Was the charge proved?

[19]     I now turn to the appellant’s argument that the charge was not proved.

[20]     Before  the  appellant  could  be  convicted  of  the  charge  of  possession  of utensils, the Judge was required to be satisfied that he first, was in possession of the utensils, and secondly, that such possession was for the purpose of consuming cannabis.

[21]     I am not satisfied that the Judge was wrong to find the charge proved.  To the contrary, I am satisfied that there was ample evidence for both elements of the charge.   Constable Whitefield gave evidence as to being told that the appellant occupied the sleepout.    Both  he and  Constable Johnson  gave evidence that  the appellant was the sole occupant of the sleepout.   The bong (containing cannabis residue as identified by the Constables) and knives (which also showed having burnt tips) were found in the sleepout where the appellant was present.   The evidence established the elements of possession which are physical possession, knowledge, and control.  Ownership of the items, which the appellant contends the police did not prove, is not an element of possession.

[22]     As to the purpose of possession, there was also ample evidence from which the Judge could infer that the appellant’s possession of the utensils was for the purpose of consuming cannabis.  The police Constables gave evidence of cannabis residue on the bong, and burnt knife tips.  That was sufficient for the Judge to infer that the purpose of possession of the bond and knives was for smoking cannabis. As with the previous grounds of appeal, I find that this ground of appeal has no merit.

[23]     Accordingly, the appeal against conviction is dismissed

Appeal against sentence

[24]     An appeal against sentence can succeed only if the appellant establishes that the sentence imposed was manifestly excessive.   “Manifestly excessive” means outside the range of sentences available for the charge on which the appellant was sentenced.
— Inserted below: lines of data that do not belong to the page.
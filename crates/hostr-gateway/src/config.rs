//! Application configuration loaded from environment variables.

use std::time::Duration;

use anyhow::Context;

/// Application configuration.
#[derive(Debug, Clone)]
pub struct Config {
    /// Server bind address (e.g., "0.0.0.0:8000").
    pub bind_addr: String,

    /// Base serving domain. Requests must arrive on `<npub>.<domain>`.
    pub domain: String,

    /// Relay websocket URL queried for filemap events.
    pub relay_url: String,

    /// Blossom server base URL. Blobs are fetched as `<blossom_url>/<digest>`.
    pub blossom_url: String,

    /// Event kind identifying filemap events on the relay.
    pub filemap_kind: u16,

    /// Timeout for a single relay query.
    pub relay_timeout: Duration,

    /// Timeout for a single Blossom fetch.
    pub fetch_timeout: Duration,
}

/// Default filemap event kind (addressable event range).
const DEFAULT_FILEMAP_KIND: u16 = 34128;

impl Config {
    /// Load configuration from environment variables.
    ///
    /// Required:
    /// - `HOSTR_DOMAIN`: Base serving domain (e.g., "example.com")
    /// - `HOSTR_RELAY_URL`: Relay websocket URL (e.g., "wss://relay.damus.io")
    /// - `HOSTR_BLOSSOM_URL`: Blossom server base URL
    ///
    /// Optional:
    /// - `HOSTR_BIND_ADDR`: Server bind address (default: "0.0.0.0:8000")
    /// - `HOSTR_FILEMAP_KIND`: Filemap event kind (default: 34128)
    /// - `HOSTR_RELAY_TIMEOUT_SECS`: Relay query timeout (default: 10)
    /// - `HOSTR_FETCH_TIMEOUT_SECS`: Blossom fetch timeout (default: 30)
    pub fn from_env() -> anyhow::Result<Self> {
        let bind_addr =
            std::env::var("HOSTR_BIND_ADDR").unwrap_or_else(|_| "0.0.0.0:8000".to_string());

        let domain = std::env::var("HOSTR_DOMAIN")
            .context("HOSTR_DOMAIN must be set to the base serving domain")?
            .trim()
            .trim_matches('.')
            .to_string();

        let relay_url = std::env::var("HOSTR_RELAY_URL")
            .context("HOSTR_RELAY_URL must be set to the relay websocket URL")?;

        let blossom_url = std::env::var("HOSTR_BLOSSOM_URL")
            .context("HOSTR_BLOSSOM_URL must be set to the Blossom server base URL")?
            .trim_end_matches('/')
            .to_string();

        let filemap_kind = match std::env::var("HOSTR_FILEMAP_KIND") {
            Ok(raw) => raw
                .parse::<u16>()
                .context("HOSTR_FILEMAP_KIND must be a numeric event kind")?,
            Err(_) => DEFAULT_FILEMAP_KIND,
        };

        let relay_timeout = Duration::from_secs(env_secs("HOSTR_RELAY_TIMEOUT_SECS", 10)?);
        let fetch_timeout = Duration::from_secs(env_secs("HOSTR_FETCH_TIMEOUT_SECS", 30)?);

        tracing::info!(
            bind_addr = %bind_addr,
            domain = %domain,
            relay = %relay_url,
            blossom = %blossom_url,
            filemap_kind,
            relay_timeout_secs = relay_timeout.as_secs(),
            fetch_timeout_secs = fetch_timeout.as_secs(),
            "gateway configuration loaded"
        );

        Ok(Self {
            bind_addr,
            domain,
            relay_url,
            blossom_url,
            filemap_kind,
            relay_timeout,
            fetch_timeout,
        })
    }
}

/// Read an integral seconds value from the environment, falling back to a default.
fn env_secs(key: &str, default: u64) -> anyhow::Result<u64> {
    match std::env::var(key) {
        Ok(raw) => raw
            .parse::<u64>()
            .with_context(|| format!("{key} must be a number of seconds")),
        Err(_) => Ok(default),
    }
}

#[cfg(test)]
mod tests {
    use super::*;
    use std::sync::Mutex;

    /// Mutex to serialize config tests that manipulate env vars.
    static ENV_MUTEX: Mutex<()> = Mutex::new(());

    const ENV_KEYS: &[&str] = &[
        "HOSTR_BIND_ADDR",
        "HOSTR_DOMAIN",
        "HOSTR_RELAY_URL",
        "HOSTR_BLOSSOM_URL",
        "HOSTR_FILEMAP_KIND",
        "HOSTR_RELAY_TIMEOUT_SECS",
        "HOSTR_FETCH_TIMEOUT_SECS",
    ];

    /// Helper to run config tests with isolated env vars.
    /// Uses a mutex to prevent concurrent env var races.
    fn with_env_vars<F: FnOnce()>(vars: &[(&str, &str)], f: F) {
        let _guard = ENV_MUTEX.lock().unwrap();

        let saved: Vec<_> = ENV_KEYS
            .iter()
            .map(|k| (*k, std::env::var(k).ok()))
            .collect();

        // SAFETY: Serialized by mutex; only test code touches these vars.
        unsafe {
            for k in ENV_KEYS {
                std::env::remove_var(k);
            }
            for (k, v) in vars {
                std::env::set_var(k, v);
            }
        }

        f();

        // SAFETY: Restoring original env state.
        unsafe {
            for (k, v) in &saved {
                match v {
                    Some(val) => std::env::set_var(k, val),
                    None => std::env::remove_var(k),
                }
            }
        }
    }

    const REQUIRED: &[(&str, &str)] = &[
        ("HOSTR_DOMAIN", "example.com"),
        ("HOSTR_RELAY_URL", "wss://relay.example.com"),
        ("HOSTR_BLOSSOM_URL", "https://blossom.example.com"),
    ];

    #[test]
    fn config_defaults() {
        with_env_vars(REQUIRED, || {
            let config = Config::from_env().unwrap();
            assert_eq!(config.bind_addr, "0.0.0.0:8000");
            assert_eq!(config.domain, "example.com");
            assert_eq!(config.relay_url, "wss://relay.example.com");
            assert_eq!(config.blossom_url, "https://blossom.example.com");
            assert_eq!(config.filemap_kind, 34128);
            assert_eq!(config.relay_timeout, Duration::from_secs(10));
            assert_eq!(config.fetch_timeout, Duration::from_secs(30));
        });
    }

    #[test]
    fn config_missing_domain_fails() {
        with_env_vars(
            &[
                ("HOSTR_RELAY_URL", "wss://relay.example.com"),
                ("HOSTR_BLOSSOM_URL", "https://blossom.example.com"),
            ],
            || {
                let err = Config::from_env().unwrap_err();
                assert!(err.to_string().contains("HOSTR_DOMAIN"));
            },
        );
    }

    #[test]
    fn config_missing_relay_fails() {
        with_env_vars(
            &[
                ("HOSTR_DOMAIN", "example.com"),
                ("HOSTR_BLOSSOM_URL", "https://blossom.example.com"),
            ],
            || {
                let err = Config::from_env().unwrap_err();
                assert!(err.to_string().contains("HOSTR_RELAY_URL"));
            },
        );
    }

    #[test]
    fn config_missing_blossom_fails() {
        with_env_vars(
            &[
                ("HOSTR_DOMAIN", "example.com"),
                ("HOSTR_RELAY_URL", "wss://relay.example.com"),
            ],
            || {
                let err = Config::from_env().unwrap_err();
                assert!(err.to_string().contains("HOSTR_BLOSSOM_URL"));
            },
        );
    }

    #[test]
    fn config_blossom_trailing_slash_stripped() {
        let mut vars = REQUIRED.to_vec();
        vars[2] = ("HOSTR_BLOSSOM_URL", "https://blossom.example.com/");
        with_env_vars(&vars, || {
            let config = Config::from_env().unwrap();
            assert_eq!(config.blossom_url, "https://blossom.example.com");
        });
    }

    #[test]
    fn config_domain_dots_trimmed() {
        let mut vars = REQUIRED.to_vec();
        vars[0] = ("HOSTR_DOMAIN", ".example.com");
        with_env_vars(&vars, || {
            let config = Config::from_env().unwrap();
            assert_eq!(config.domain, "example.com");
        });
    }

    #[test]
    fn config_custom_values() {
        let mut vars = REQUIRED.to_vec();
        vars.push(("HOSTR_BIND_ADDR", "127.0.0.1:9090"));
        vars.push(("HOSTR_FILEMAP_KIND", "30563"));
        vars.push(("HOSTR_RELAY_TIMEOUT_SECS", "5"));
        vars.push(("HOSTR_FETCH_TIMEOUT_SECS", "60"));
        with_env_vars(&vars, || {
            let config = Config::from_env().unwrap();
            assert_eq!(config.bind_addr, "127.0.0.1:9090");
            assert_eq!(config.filemap_kind, 30563);
            assert_eq!(config.relay_timeout, Duration::from_secs(5));
            assert_eq!(config.fetch_timeout, Duration::from_secs(60));
        });
    }

    #[test]
    fn config_non_numeric_kind_fails() {
        let mut vars = REQUIRED.to_vec();
        vars.push(("HOSTR_FILEMAP_KIND", "filemap"));
        with_env_vars(&vars, || {
            let err = Config::from_env().unwrap_err();
            assert!(err.to_string().contains("HOSTR_FILEMAP_KIND"));
        });
    }

    #[test]
    fn config_non_numeric_timeout_fails() {
        let mut vars = REQUIRED.to_vec();
        vars.push(("HOSTR_RELAY_TIMEOUT_SECS", "soon"));
        with_env_vars(&vars, || {
            let err = Config::from_env().unwrap_err();
            assert!(err.to_string().contains("HOSTR_RELAY_TIMEOUT_SECS"));
        });
    }
}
[25]     The maximum available sentence on the charge of possession of utensils is imprisonment for a term of up to 12 months, or a fine of up to $500, or both.  The appellant has previous convictions for drug-related offending, the earliest being in

1996, the most recent being in 2009.   For drug-related offending he has received sentences ranging from fines to imprisonment.  I have concluded that there are no grounds on which it could be said that the sentence of community work and supervision was not within the range of sentences available to the Judge.   I have concluded that the appeal against sentence has no merit and must also be dismissed.

Result

[26]     Accordingly, the appellant is granted leave to appeal, but his appeals against conviction and sentence are both dismissed.